Posted by Scott Harrah
October 27, 2014

Most students at American and Caribbean medical schools can easily rack up student loans well into the six figures, but there are ways to minimize the burden.

In the latest installment of our series Financing Medical School, the UMHS Endeavour looks at methods to chip away at debt and U.S. government programs that help you repay loans if you agree to work for a specific time period in medically underserved areas.

The National Health Service Corps

The National Health Service Corps ( is a U.S. government program designed to provide loan repayment assistance to “qualified health care providers who choose to take their skills where they’re most needed,” including physicians. The repayment programs apply to federal student loans.

Following are highlights from the agency’s website

The NHSC Loan Repayment Program: “This program is open to licensed primary care medical, dental, and mental and behavioral health providers who are employed or have accepted an offer of employment at an NHSC-approved site and will begin working by July 15, 2014. Awardees receive up to $50,000 in exchange for two-years of service if they practice in a Health Professional Shortage Area (HPSA) of 14 and above (Tier I). Awardees can also receive up to $30,000 in exchange for two-years of service if they practice in a HPSA of 13 and below. In 2013, all of the NHSC’s loan repayment awards were made to providers located in a Tier 1 HPSA. There were a total of 4,505 awards made (2,106 new and 2,399 continuations) totaling $169.7 million.” Note that the next round of applications will be accepted again in January or February 2015. Check the NHSC website for updates.

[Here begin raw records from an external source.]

//! # Transactions
//!
//! A transaction collects steps against one document, together with a
//! selection and a metadata map that tells plugins where the edit came
//! from.
//!
//! ## Design
//!
//! - Builder methods apply their steps immediately, so `doc()` is always
//!   the document after everything added so far
//! - A step that cannot be applied is not added; the transaction remembers
//!   the error and `EditorState::apply` rejects it as a whole
//! - The selection is kept as of the last `set_selection` and mapped
//!   forward on read
//! - Adding a step or setting the selection clears the stored marks

use crate::errors::StepError;
use crate::mapping::Mapping;
use crate::selection::Selection;
use crate::step::Step;
use crate::structure::find_wrapping;
use paper_model::{Attrs, Fragment, Mark, MarkType, Node, NodeRange, NodeType, Schema, Slice};
use serde_json::Value;
use std::any::Any;
use std::collections::HashMap;
use std::fmt;
use std::sync::Arc;

/// Metadata value attached to a transaction.
pub type MetaValue = Arc<dyn Any + Send + Sync>;

/// `bool`: whether history should record the transaction (default true).
pub const ADD_TO_HISTORY: &str = "addToHistory";

/// [`AppendedFrom`]: set on transactions appended by plugins.
pub const APPENDED_TRANSACTION: &str = "appendedTransaction";

/// Metadata of the transaction an appended transaction was created for.
#[derive(Clone)]
pub struct AppendedFrom {
    meta: HashMap<String, MetaValue>,
}

impl AppendedFrom {
    pub fn meta<T: Any>(&self, key: &str) -> Option<&T> {
        self.meta.get(key).and_then(|value| value.downcast_ref())
    }

    pub fn has_meta(&self, key: &str) -> bool {
        self.meta.contains_key(key)
    }
}

#[derive(Clone)]
pub struct Transaction {
    schema: Arc<Schema>,
    before: Node,
    doc: Node,
    steps: Vec<Step>,
    docs: Vec<Node>,
    mapping: Mapping,
    selection: Selection,
    selection_for: usize,
    selection_set: bool,
    stored_marks: Option<Vec<Mark>>,
    stored_marks_set: bool,
    meta: HashMap<String, MetaValue>,
    error: Option<StepError>,
}

impl fmt::Debug for Transaction {
    fn fmt(&self, f: &mut fmt::Formatter<'_>) -> fmt::Result {
        let mut keys: Vec<_> = self.meta.keys().collect();
        keys.sort();
        f.debug_struct("Transaction")
            .field("steps", &self.steps)
            .field("selection", &self.selection())
            .field("meta", &keys)
            .field("error", &self.error)
            .finish()
    }
}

The Students to Service Loan Repayment Program: “This program accepts students in their final year of medical school and provides tuition and loan repayment assistance. In return, students commit to serve in Health Professional Shortage Areas (HPSAs) with the greatest need. This program is open to allopathic and osteopathic medical students in their final year at an accredited medical school. Awardees receive up to $120,000 in exchange for at least 3 years of service. In 2014, 87 awards were made.”

The State Loan Repayment Program: “This program provides cost-sharing grants to more than 30 states to operate their own loan repayment programs for primary care providers working in HPSAs. The program is open to primary care providers deemed eligible in participating States. Providers apply to the individual State program, not to the NHSC. The number and amount of awards varies by state and by year. A minimum two-year service commitment is required.”

The Indian Health Services (IHS) Program is the “federal programs for American Indians and Alaska Natives.” According to the IHS website (, the program “awards up to $40,000 toward the repayment of your qualified student loans in exchange for an initial two-year service commitment to practice full time at Indian health program site.” IHS sites are normally in Native American or Native Alaskan areas in need of physicians.

Applications are accepted at different time periods for various programs. For more information, please visit the IHS website.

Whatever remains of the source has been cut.